Australia

AFL legend Eddie Betts is about to get back on the field, but his return to footy has a bigger focus


After 350 games at the highest level, Eddie Betts, one of the greatest pure goal kickers in Australian rules football history, has unfinished business bringing him to the Northern Territory Football League (NTFL).

Betts will this weekend make his NTFL debut for the Palmerston Magpies against Southern Districts.

But on top of pulling the boots back on for the first time in official competition since he retired, for Betts there’s a bigger goal to his Top End trip than football.

“I’m looking forward to going to remote communities up to Arnhem Land,” he said.

“I want kids to go to school, I want kids to graduate and I want kids to learn to read and write.”

Betts said feats on the field would be secondary to being able to embark on something as important as improving education in remote communities.

“Footy was on the back burner for me,” he said.

“I’ve always wanted to work within communities. I’ve always wanted to help Aboriginal kids go to school.”

Retired AFL star Eddie Betts is set to pull the boots back on for Palmerston this weekend.(ABC News: Myles Houlbrook-Walk)

For Betts, part of his motivation is guided by his own experience.

First game expected to attract thousands

Throughout a career of immense achievement, Eddie Betts put together one of the greatest highlight reels of any individual players in AFL history.

An Indigenous AFL footballer pumps his fists and smiles after kicking the final goal of the game.
Betts played for Carlton and Adelaide from 2005 to 2021.(AAP: Dave Hunt)

In that reel, one quality shines through: an ability to kick goals from almost anywhere on the field.

Lee Elder from AFL Northern Territory said the league was predicting a bumper crowd for Betts’s first game on Sunday.

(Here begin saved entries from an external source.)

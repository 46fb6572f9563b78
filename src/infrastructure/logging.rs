use crate::domain::settings::LogSettings;
use anyhow::Context;
use std::str::FromStr;
use tracing::Subscriber;
use tracing_appender::non_blocking::WorkerGuard;
use tracing_appender::rolling::{RollingFileAppender, Rotation};
use tracing_subscriber::fmt::{self, format, MakeWriter};
use tracing_subscriber::registry::LookupSpan;
use tracing_subscriber::{prelude::*, EnvFilter};

const FALLBACK_LEVEL: &str = "warn";

pub struct LoggingGuard {
    // Keep alive until exit or buffered file logs are lost
    _guards: Vec<WorkerGuard>,
}

/// Level implied by repeated `-v` flags, if any.
pub fn level_for_verbosity(verbose: u8) -> Option<&'static str> {
    match verbose {
        0 => None,
        1 => Some("info"),
        2 => Some("debug"),
        _ => Some("trace"),
    }
}

/// Unknown names rotate daily.
pub fn parse_rotation(name: &str) -> Rotation {
    match name.to_lowercase().as_str() {
        "hourly" => Rotation::HOURLY,
        "minutely" => Rotation::MINUTELY,
        "never" => Rotation::NEVER,
        _ => Rotation::DAILY,
    }
}

/// `RUST_LOG` wins over the configured level.
fn level_filter(settings: &LogSettings) -> EnvFilter {
    EnvFilter::try_from_default_env()
        .or_else(|_| EnvFilter::from_str(&settings.level))
        .unwrap_or_else(|_| EnvFilter::new(FALLBACK_LEVEL))
}

pub fn file_appender(settings: &LogSettings) -> anyhow::Result<RollingFileAppender> {
    RollingFileAppender::builder()
        .rotation(parse_rotation(&settings.rotation))
        .filename_prefix(settings.file_name_prefix.as_str())
        .build(&settings.log_dir)
        .with_context(|| format!("Cannot open log directory {}", settings.log_dir))
}

/// Formatting shared by the console and file layers.
fn styled<S, W>(
    settings: &LogSettings,
    writer: W,
) -> fmt::Layer<S, format::DefaultFields, format::Format, W>
where
    S: Subscriber + for<'a> LookupSpan<'a>,
    W: for<'w> MakeWriter<'w> + 'static,
{
    fmt::layer()
        .with_writer(writer)
        .with_file(settings.show_file_line)
        .with_line_number(settings.show_file_line)
        .with_thread_ids(settings.show_thread_ids)
        .with_target(settings.show_target)
}

pub fn init_logger(settings: &LogSettings) -> anyhow::Result<LoggingGuard> {
    let mut guards = Vec::new();

    // stdout belongs to the duel console
    let console_layer = settings
        .console_logging_enabled
        .then(|| styled(settings, std::io::stderr).with_ansi(settings.ansi_colors));

    let file_layer = if settings.file_logging_enabled {
        let (writer, guard) = tracing_appender::non_blocking(file_appender(settings)?);
        guards.push(guard);
        Some(styled(settings, writer).with_ansi(false))
    } else {
        None
    };

    tracing_subscriber::registry()
        .with(level_filter(settings))
        .with(console_layer)
        .with(file_layer)
        .try_init()?;

    tracing::info!(
        configured_level = %settings.level,
        console = settings.console_logging_enabled,
        file = settings.file_logging_enabled,
        "Logging initialized"
    );

    Ok(LoggingGuard { _guards: guards })
}

#[cfg(test)]
mod tests {
    use super::*;

    #[test]
    fn test_verbosity_levels() {
        assert_eq!(level_for_verbosity(0), None);
        assert_eq!(level_for_verbosity(1), Some("info"));
        assert_eq!(level_for_verbosity(2), Some("debug"));
        assert_eq!(level_for_verbosity(7), Some("trace"));
    }

    #[test]
    fn test_rotation_names() {
        assert_eq!(parse_rotation("Hourly"), Rotation::HOURLY);
        assert_eq!(parse_rotation("never"), Rotation::NEVER);
        assert_eq!(parse_rotation("weekly"), Rotation::DAILY);
    }

    #[test]
    fn test_file_appender_creates_log_dir() {
        let dir = tempfile::tempdir().unwrap();
        let log_dir = dir.path().join("logs");
        let settings = LogSettings {
            log_dir: log_dir.to_string_lossy().into_owned(),
            rotation: "never".to_string(),
            ..LogSettings::default()
        };

        assert!(file_appender(&settings).is_ok());
        assert!(log_dir.is_dir());
    }

    #[test]
    fn test_unusable_log_dir_is_an_error() {
        let dir = tempfile::tempdir().unwrap();
        let blocker = dir.path().join("taken");
        std::fs::write(&blocker, "not a directory").unwrap();
        let settings = LogSettings {
            log_dir: blocker.join("logs").to_string_lossy().into_owned(),
            ..LogSettings::default()
        };

        assert!(file_appender(&settings).is_err());
    }
}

“I’m sure there’ll be quite a few thousand there … I’m saying three to five,” he said.

Among the 640 goals he kicked at Carlton and Adelaide in the AFL, he won the AFL’s prized Goal of the Year four times, more than any other player in history.

AFL great Eddie Betts is chaired off after his last game for Carlton, a loss to GWS.
Betts retired from the AFL in August, playing his last game for Carlton against Greater Western Sydney.(Getty Images: Quinn Rooney)

Having gone through his first training session with the Magpies, Betts has already begun sizing up some of the more difficult areas of his new home ground from which to kick goals.

But he’ll have some likely competition.

“I’ve already been told by [ex-Essendon player] Alwyn Davey he’s got every single pocket here,” he said.

“I might have to take one off him. He said, ‘you can rent one’.”